In order to test the crossmodal discrimination model, it is necessary to measure the noise on visual and vestibular estimates. These noises were measured in twointerval-forced-choice (21FC) experiments in which participants were presented with two consecutive yaw rotations (0.8 s duration each) and asked to judge which was larger (displacement), faster (Velocity), and stronger (acceleration). Displacement velocity and acceleration scale together, so discrimination could be based on any of these. In the vestibular condition, participants seated on a motion platform were physically rotated about their own axis two consecutive times while blindfolded. In the visual condition, subjects were physically stationary, but viewed two consecutive epochs of optic flow consistent with yaw rotation. Displacement for one rotation was always 4 degrees (~10 degrees/s peak velocity). Displacement in the other interval was varied from trial to trial according to a staircase procedure to find the increment/decrement that was just noticeable. A cumulative Gaussian was fit to the psychometric data and the standard deviation of the fit provided a measure of visual or vestibular noise (Fig. 1B and C).

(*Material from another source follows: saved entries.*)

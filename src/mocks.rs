//! Engines for tests that do not need a real model.

use crate::errors::{Result, SegBatchError};
use crate::traits::{EngineOutput, SegmentationEngine};
use image::{DynamicImage, ImageFormat, RgbaImage};
use parking_lot::Mutex;
use std::io::Cursor;
use std::sync::atomic::{AtomicUsize, Ordering};
use std::time::Duration;

/// Returns the input unchanged as a decoded image.
#[derive(Debug, Clone, Default)]
pub struct PassthroughEngine;

impl SegmentationEngine for PassthroughEngine {
    fn segment(&self, image: &RgbaImage) -> Result<EngineOutput> {
        Ok(EngineOutput::from(image.clone()))
    }

    fn model_name(&self) -> &str {
        "passthrough"
    }
}

/// Returns the input re-encoded as PNG bytes.
#[derive(Debug, Clone, Default)]
pub struct EncodedEngine;

impl SegmentationEngine for EncodedEngine {
    fn segment(&self, image: &RgbaImage) -> Result<EngineOutput> {
        let mut bytes = Vec::new();
        DynamicImage::ImageRgba8(image.clone())
            .write_to(&mut Cursor::new(&mut bytes), ImageFormat::Png)
            .map_err(|e| SegBatchError::engine("mock encoding", e))?;
        Ok(EngineOutput::Encoded(bytes))
    }

    fn model_name(&self) -> &str {
        "encoded"
    }
}

/// Fails every call.
#[derive(Debug, Clone, Default)]
pub struct FailingEngine;

impl SegmentationEngine for FailingEngine {
    fn segment(&self, _image: &RgbaImage) -> Result<EngineOutput> {
        Err(SegBatchError::engine("inference", "mock inference failure"))
    }

    fn model_name(&self) -> &str {
        "failing"
    }
}

/// Panics on every call.
#[derive(Debug, Clone, Default)]
pub struct PanickingEngine;

impl SegmentationEngine for PanickingEngine {
    fn segment(&self, _image: &RgbaImage) -> Result<EngineOutput> {
        panic!("mock engine panic")
    }

    fn model_name(&self) -> &str {
        "panicking"
    }
}

/// Records the dimensions of every image it receives.
#[derive(Debug, Default)]
pub struct RecordingEngine {
    seen: Mutex<Vec<(u32, u32)>>,
}

impl RecordingEngine {
    pub fn new() -> Self {
        Self::default()
    }

    pub fn seen(&self) -> Vec<(u32, u32)> {
        self.seen.lock().clone()
    }
}

impl SegmentationEngine for RecordingEngine {
    fn segment(&self, image: &RgbaImage) -> Result<EngineOutput> {
        self.seen.lock().push(image.dimensions());
        Ok(EngineOutput::from(image.clone()))
    }

    fn model_name(&self) -> &str {
        "recording"
    }
}

/// Sleeps inside every call and tracks how many calls overlapped.
#[derive(Debug)]
pub struct ConcurrencyTrackingEngine {
    delay: Duration,
    in_flight: AtomicUsize,
    max_in_flight: AtomicUsize,
}

impl ConcurrencyTrackingEngine {
    pub const fn new(delay: Duration) -> Self {
        Self {
            delay,
            in_flight: AtomicUsize::new(0),
            max_in_flight: AtomicUsize::new(0),
        }
    }

    pub fn max_in_flight(&self) -> usize {
        self.max_in_flight.load(Ordering::SeqCst)
    }
}

impl SegmentationEngine for ConcurrencyTrackingEngine {
    fn segment(&self, image: &RgbaImage) -> Result<EngineOutput> {
        let current = self.in_flight.fetch_add(1, Ordering::SeqCst) + 1;
        self.max_in_flight.fetch_max(current, Ordering::SeqCst);
        std::thread::sleep(self.delay);
        self.in_flight.fetch_sub(1, Ordering::SeqCst);
        Ok(EngineOutput::from(image.clone()))
    }

    fn model_name(&self) -> &str {
        "concurrency-tracking"
    }
}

The crossmodal discrimination model was tested in two conditions in which visual and vestibular rotation stimuli had to be compared with one another, but they were presented either sequentially or simultaneously. The sequential task was a control condition and was identical to the 21FC task in the visual and vestibular condition. The simultaneous task, on the other hand, was the critical condition for evaluating the crossmodal discrimination model. It required subjects to judge if the simultaneously presented visual scene motion was too fast, in which case it should appear to move against the observer motion, or too slow, in which case it should appear to move with the observer. This is a task similar to that employed by Wallach and Kravitz (1965) and others and allows us to measure the range of immobility. As above, the standard deviation of cumulative Gaussian fits (Fig. 1D and E) provided a measure of noise on crossmodal discrimination (σdiscr) that could be compared with the sum of visual and vestibular noises (σvis2+σvest2)measured in the visual and vestibular conditions.

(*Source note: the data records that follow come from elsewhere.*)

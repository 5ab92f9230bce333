use std::path::{Path, PathBuf};

use log::{debug, warn};
use walkdir::WalkDir;

use crate::errors::{Result, SegBatchError};

pub const SUPPORTED_EXTENSIONS: [&str; 7] = ["jpg", "jpeg", "png", "bmp", "tif", "tiff", "webp"];

/// A source image found under the input root.
#[derive(Debug, Clone, PartialEq, Eq, PartialOrd, Ord)]
pub struct ImageFile {
    path: PathBuf,
    extension: String,
}

impl ImageFile {
    /// Returns `None` when the path has no extension from the allow-list.
    pub fn from_path(path: PathBuf) -> Option<Self> {
        let extension = supported_extension(&path)?;
        Some(Self { path, extension })
    }

    pub fn path(&self) -> &Path {
        &self.path
    }

    /// Lowercased extension, always one of `SUPPORTED_EXTENSIONS`.
    pub fn extension(&self) -> &str {
        &self.extension
    }
}

fn supported_extension(path: &Path) -> Option<String> {
    let extension = path.extension()?.to_str()?.to_lowercase();
    SUPPORTED_EXTENSIONS
        .contains(&extension.as_str())
        .then_some(extension)
}

/// Check that `root` is an existing directory.
pub fn validate_root(root: &Path) -> Result<()> {
    let reason = match root.metadata() {
        Ok(meta) if meta.is_dir() => return Ok(()),
        Ok(_) => "not a directory".to_string(),
        Err(e) => e.to_string(),
    };
    Err(SegBatchError::InvalidInputDirectory {
        path: root.to_path_buf(),
        reason,
    })
}

/// Collect the supported images under `root`, sorted by path.
///
/// Without `recursive` only direct children are considered. Entries that cannot be
/// read during the walk are logged and skipped.
pub fn discover(root: &Path, recursive: bool) -> Result<Vec<ImageFile>> {
    validate_root(root)?;

    let mut walker = WalkDir::new(root).min_depth(1);
    if !recursive {
        walker = walker.max_depth(1);
    }

    let mut files: Vec<ImageFile> = walker
        .into_iter()
        .filter_map(|entry| match entry {
            Ok(entry) => Some(entry),
            Err(e) => {
                warn!("Skipping unreadable entry: {e}");
                None
            }
        })
        .filter(|entry| entry.path().is_file())
        .filter_map(|entry| ImageFile::from_path(entry.into_path()))
        .collect();

    files.sort();
    debug!("Discovered {} image(s) under {}", files.len(), root.display());
    Ok(files)
}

Results suggest that crossmodal discrimination is a reasonable model for visual-vestibular conflict detection. In other words, the range of immobility depends on visual and vestibular noise. But this was only true when participants tracked the visual scene with their eyes. When participants instead fixated a point that moved with the head, in effect nulling eye movements, they were more insensitive to conflict. This suggests that oculomotor behavior plays a crucial role in conflict detection such that conflict detection may be mediated by retinal slip, i.e., the mismatch between compensatory eye movements and head motion (Garzorz and MacNeilage, 2017). This advantage for conflict detection during scene-fixed compared to head-fixed fixation was also confirmed during active, rather than passive, head movement (Moroz et al., 2018).

4. Dynamic modeling of visual-vestibular conflict detection

The simple model presented above is static in the sense that it depends on singular values for noise on visual and vestibular estimates for a specific trajectory of head movement. However, given that these are time-varying signals, a dynamic model of conflict detection is warranted. A popular model for decision making in dynamic contexts is the drift-diffusion model (Ratcliff, 1978; Ratcliff and Mckoon, 2008; Smith and Ratcliff, 2004), in which evidence in favor of two alternative decisions is accumulated over time until a decision boundary is reached. Below we illustrate how such a model could be adapted to the context of visual-vestibular conflict detection, and we continue to discuss the advantages of such an approach over the previously proposed static model.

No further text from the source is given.